DATA FOR THE TASK:
· · · · · · ·

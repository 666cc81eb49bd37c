//! Chord parsing
//!
//! A chord spec like `"LEFTCTRL+LEFTSHIFT+T"` names keys left to right. The
//! last key is the target, which gets tapped; every key before it is held
//! for the duration of the tap.

use std::fmt;

use crate::keycode::{parse_codes, KeyCode};

/// An ordered, non-empty sequence of key codes parsed from one chord spec.
#[derive(Debug, Clone, PartialEq, Eq)]
pub struct Chord {
    held: Vec<KeyCode>,
    target: KeyCode,
}

impl Chord {
    /// Parse a `+`-joined chord spec.
    ///
    /// Parsing never fails. An empty spec yields a single empty-name chord;
    /// callers are expected not to pass one.
    pub fn parse(spec: &str) -> Self {
        let mut codes = parse_codes(spec);
        // split always yields at least one element
        let target = codes.pop().unwrap_or_else(|| KeyCode::from_name(""));
        Self {
            held: codes,
            target,
        }
    }

    /// Keys held while the target is tapped, in press order.
    pub fn held(&self) -> &[KeyCode] {
        &self.held
    }

    /// The key that is tapped.
    pub fn target(&self) -> &KeyCode {
        &self.target
    }

    /// Every code in the chord, held keys first.
    pub fn codes(&self) -> impl Iterator<Item = &KeyCode> {
        self.held.iter().chain(std::iter::once(&self.target))
    }
}

impl fmt::Display for Chord {
    fn fmt(&self, f: &mut fmt::Formatter<'_>) -> fmt::Result {
        for code in &self.held {
            write!(f, "{}+", code.name())?;
        }
        f.write_str(self.target.name())
    }
}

· · · · · · ·

TASK ITEM:
Take the line containing "let mut codes = parse_codes(spec);" as the start and the last line of the data as the end, and reproduce that range exactly.

EXERCISE SOLUTION:
        let mut codes = parse_codes(spec);
        // split always yields at least one element
        let target = codes.pop().unwrap_or_else(|| KeyCode::from_name(""));
        Self {
            held: codes,
            target,
        }
    }

    /// Keys held while the target is tapped, in press order.
    pub fn held(&self) -> &[KeyCode] {
        &self.held
    }

    /// The key that is tapped.
    pub fn target(&self) -> &KeyCode {
        &self.target
    }

    /// Every code in the chord, held keys first.
    pub fn codes(&self) -> impl Iterator<Item = &KeyCode> {
        self.held.iter().chain(std::iter::once(&self.target))
    }
}

impl fmt::Display for Chord {
    fn fmt(&self, f: &mut fmt::Formatter<'_>) -> fmt::Result {
        for code in &self.held {
            write!(f, "{}+", code.name())?;
        }
        f.write_str(self.target.name())
    }
}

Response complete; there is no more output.